START THE RECORDS

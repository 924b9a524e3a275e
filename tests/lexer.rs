//! Tokenizer edge cases and error positions.

use refjson::{LexErrorKind, TokenKind, Tokenizer, tokenize};

// -----------------------------------------------------------
// Basic tokenizer behaviour.
// -----------------------------------------------------------

#[test]
fn lex_empty_input() {
    let tokens = tokenize("").expect("tokenize");
    assert!(tokens.is_empty());
}

#[test]
fn lex_only_whitespace() {
    let tokens = tokenize(" \t\r\n ").expect("tokenize");
    assert!(tokens.is_empty());
}

#[test]
fn lex_end_token_offset() {
    let mut tokenizer = Tokenizer::new("[1]  ");
    let mut last = tokenizer.advance().expect("token");
    while last.kind != TokenKind::End {
        last = tokenizer.advance().expect("token");
    }
    assert_eq!(last.span.offset, 5);
    assert!(last.text.is_empty());
}

#[test]
fn lex_document_kinds() {
    let tokens = tokenize(r#"{"a": [1, true]}"#).expect("tokenize");
    let kinds: Vec<_> = tokens.iter().map(|t| t.kind).collect();
    assert_eq!(
        kinds,
        vec![
            TokenKind::OpenBrace,
            TokenKind::String,
            TokenKind::Colon,
            TokenKind::OpenBracket,
            TokenKind::Number,
            TokenKind::Comma,
            TokenKind::Symbol,
            TokenKind::CloseBracket,
            TokenKind::CloseBrace,
        ]
    );
}

#[test]
fn lex_token_offsets() {
    let tokens = tokenize(r#"{"a": [1, true]}"#).expect("tokenize");
    let offsets: Vec<_> = tokens.iter().map(|t| t.span.offset).collect();
    assert_eq!(offsets, vec![0, 1, 4, 6, 7, 8, 10, 14, 15]);
}

// -----------------------------------------------------------
// Numbers.
// -----------------------------------------------------------

#[test]
fn lex_valid_numbers() {
    for text in ["0", "-0", "3.14", "1e10", "1E-10", "-2.5e+3", "10.01e007"] {
        let tokens = tokenize(text).expect("tokenize");
        assert_eq!(tokens.len(), 1, "{text}");
        assert_eq!(tokens[0].kind, TokenKind::Number);
        assert_eq!(tokens[0].text, text);
    }
}

#[test]
fn lex_number_digit_expected_positions() {
    for (text, offset) in [("-", 1), ("1.", 2), ("1e", 2), ("-1.5E-", 6), ("[0.]", 3)] {
        let err = tokenize(text).expect_err(text);
        assert_eq!(err.kind, LexErrorKind::DigitExpected, "{text}");
        assert_eq!(err.span.offset, offset, "{text}");
    }
}

#[test]
fn lex_number_leading_zero() {
    let err = tokenize("[-01]").expect_err("leading zero");
    assert_eq!(err.kind, LexErrorKind::LeadingZero);
    assert_eq!(err.span.offset, 3);
}

#[test]
fn lex_number_followed_by_symbol() {
    let tokens = tokenize("12abc").expect("tokenize");
    assert_eq!(tokens[0].text, "12");
    assert_eq!(tokens[1].kind, TokenKind::Symbol);
    assert_eq!(tokens[1].span.offset, 2);
}

// -----------------------------------------------------------
// Strings.
// -----------------------------------------------------------

#[test]
fn lex_string_holds_decoded_text() {
    let tokens = tokenize(r#""tab\there é""#).expect("tokenize");
    assert_eq!(tokens[0].text, "tab\there é");
}

#[test]
fn lex_string_raw_unicode() {
    let tokens = tokenize("\"日本\"").expect("tokenize");
    assert_eq!(tokens[0].text, "日本");
}

#[test]
fn lex_unicode_escape_uppercase_hex() {
    let tokens = tokenize(r#""\u004A\u004a""#).expect("tokenize");
    assert_eq!(tokens[0].text, "JJ");
}

#[test]
fn lex_short_unicode_escape() {
    let err = tokenize(r#""\u12""#).expect_err("short escape");
    assert_eq!(err.kind, LexErrorKind::InvalidUnicode);
    assert_eq!(err.span.offset, 1);
}

#[test]
fn lex_unterminated_escape() {
    let err = tokenize("\"abc\\").expect_err("unterminated");
    assert_eq!(err.kind, LexErrorKind::UnterminatedString);
    assert_eq!(err.span.offset, 0);
}

// -----------------------------------------------------------
// Invalid tokens.
// -----------------------------------------------------------

#[test]
fn lex_invalid_character() {
    let err = tokenize("{\"a\": 'b'}").expect_err("single quote");
    assert_eq!(err.kind, LexErrorKind::InvalidToken("'b'}".to_string()));
    assert_eq!(err.span.offset, 6);
}

#[test]
fn lex_plus_sign_is_invalid() {
    let err = tokenize("+1").expect_err("plus");
    assert!(matches!(err.kind, LexErrorKind::InvalidToken(_)));
    assert_eq!(err.span.offset, 0);
}

// -----------------------------------------------------------
// Error display.
// -----------------------------------------------------------

#[test]
fn display_lex_error() {
    let err = tokenize("[\n  1.]").expect_err("digit expected");
    let msg = err.to_string();
    assert!(msg.contains("digit expected"), "{msg}");
    assert!(msg.contains("char 6"), "{msg}");
    assert!(msg.contains("line 2"), "{msg}");
    assert!(msg.contains("column 5"), "{msg}");
}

END THE RECORDS

WHAT THE TASK REQUIRES
Show all lines from the records above where the word "last" occurs.

COMPLETED EXERCISE
    let mut last = tokenizer.advance().expect("token");
    while last.kind != TokenKind::End {
        last = tokenizer.advance().expect("token");
    assert_eq!(last.span.offset, 5);
    assert!(last.text.is_empty());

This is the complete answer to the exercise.